Records from a data collection:
────

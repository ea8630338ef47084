//! Error types shared across Attentive crates.
//!
//! Missing faces, unfinished calibration and short windows are not errors:
//! the analyzers answer those with neutral values. Only caller misuse,
//! invalid configuration and upstream resource failures surface here.

use std::path::PathBuf;

/// Top-level error type for Attentive operations.
#[derive(Debug, thiserror::Error)]
pub enum AttentiveError {
    #[error("Landmark source error: {message}")]
    Source { message: String },

    #[error("Session error: {message}")]
    Session { message: String },

    #[error("Worker did not stop within {waited_ms}ms")]
    StopTimeout { waited_ms: u64 },

    #[error("Configuration error: {message}")]
    Config { message: String },

    #[error("Landmark layout error: {message}")]
    Layout { message: String },

    #[error("File not found: {path}")]
    FileNotFound { path: PathBuf },

    #[error(transparent)]
    Io(#[from] std::io::Error),

    #[error(transparent)]
    Json(#[from] serde_json::Error),

    #[error(transparent)]
    Other(#[from] anyhow::Error),
}

/// Result type alias using AttentiveError.
pub type AttentiveResult<T> = Result<T, AttentiveError>;

impl AttentiveError {
    pub fn source(msg: impl Into<String>) -> Self {
        Self::Source {
            message: msg.into(),
        }
    }

    pub fn session(msg: impl Into<String>) -> Self {
        Self::Session {
            message: msg.into(),
        }
    }

    pub fn config(msg: impl Into<String>) -> Self {
        Self::Config {
            message: msg.into(),
        }
    }

    pub fn layout(msg: impl Into<String>) -> Self {
        Self::Layout {
            message: msg.into(),
        }
    }
}

#[cfg(test)]
mod tests {
    use super::*;

    #[test]
    fn test_display_messages() {
        let err = AttentiveError::config("weights sum to 1.2");
        assert_eq!(err.to_string(), "Configuration error: weights sum to 1.2");

        let err = AttentiveError::StopTimeout { waited_ms: 250 };
        assert_eq!(err.to_string(), "Worker did not stop within 250ms");
    }
}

────

→ TASK INSTRUCTIONS: Return all of the entries word for word.

→ YOUR SOLUTION:
repository ea8630338ef47084
//! Error types shared across Attentive crates.
//!
//! Missing faces, unfinished calibration and short windows are not errors:
//! the analyzers answer those with neutral values. Only caller misuse,
//! invalid configuration and upstream resource failures surface here.

use std::path::PathBuf;

/// Top-level error type for Attentive operations.
#[derive(Debug, thiserror::Error)]
pub enum AttentiveError {
    #[error("Landmark source error: {message}")]
    Source { message: String },

    #[error("Session error: {message}")]
    Session { message: String },

    #[error("Worker did not stop within {waited_ms}ms")]
    StopTimeout { waited_ms: u64 },

    #[error("Configuration error: {message}")]
    Config { message: String },

    #[error("Landmark layout error: {message}")]
    Layout { message: String },

    #[error("File not found: {path}")]
    FileNotFound { path: PathBuf },

    #[error(transparent)]
    Io(#[from] std::io::Error),

    #[error(transparent)]
    Json(#[from] serde_json::Error),

    #[error(transparent)]
    Other(#[from] anyhow::Error),
}

/// Result type alias using AttentiveError.
pub type AttentiveResult<T> = Result<T, AttentiveError>;

impl AttentiveError {
    pub fn source(msg: impl Into<String>) -> Self {
        Self::Source {
            message: msg.into(),
        }
    }

    pub fn session(msg: impl Into<String>) -> Self {
        Self::Session {
            message: msg.into(),
        }
    }

    pub fn config(msg: impl Into<String>) -> Self {
        Self::Config {
            message: msg.into(),
        }
    }

    pub fn layout(msg: impl Into<String>) -> Self {
        Self::Layout {
            message: msg.into(),
        }
    }
}

#[cfg(test)]
mod tests {
    use super::*;

    #[test]
    fn test_display_messages() {
        let err = AttentiveError::config("weights sum to 1.2");
        assert_eq!(err.to_string(), "Configuration error: weights sum to 1.2");

        let err = AttentiveError::StopTimeout { waited_ms: 250 };
        assert_eq!(err.to_string(), "Worker did not stop within 250ms");
    }
}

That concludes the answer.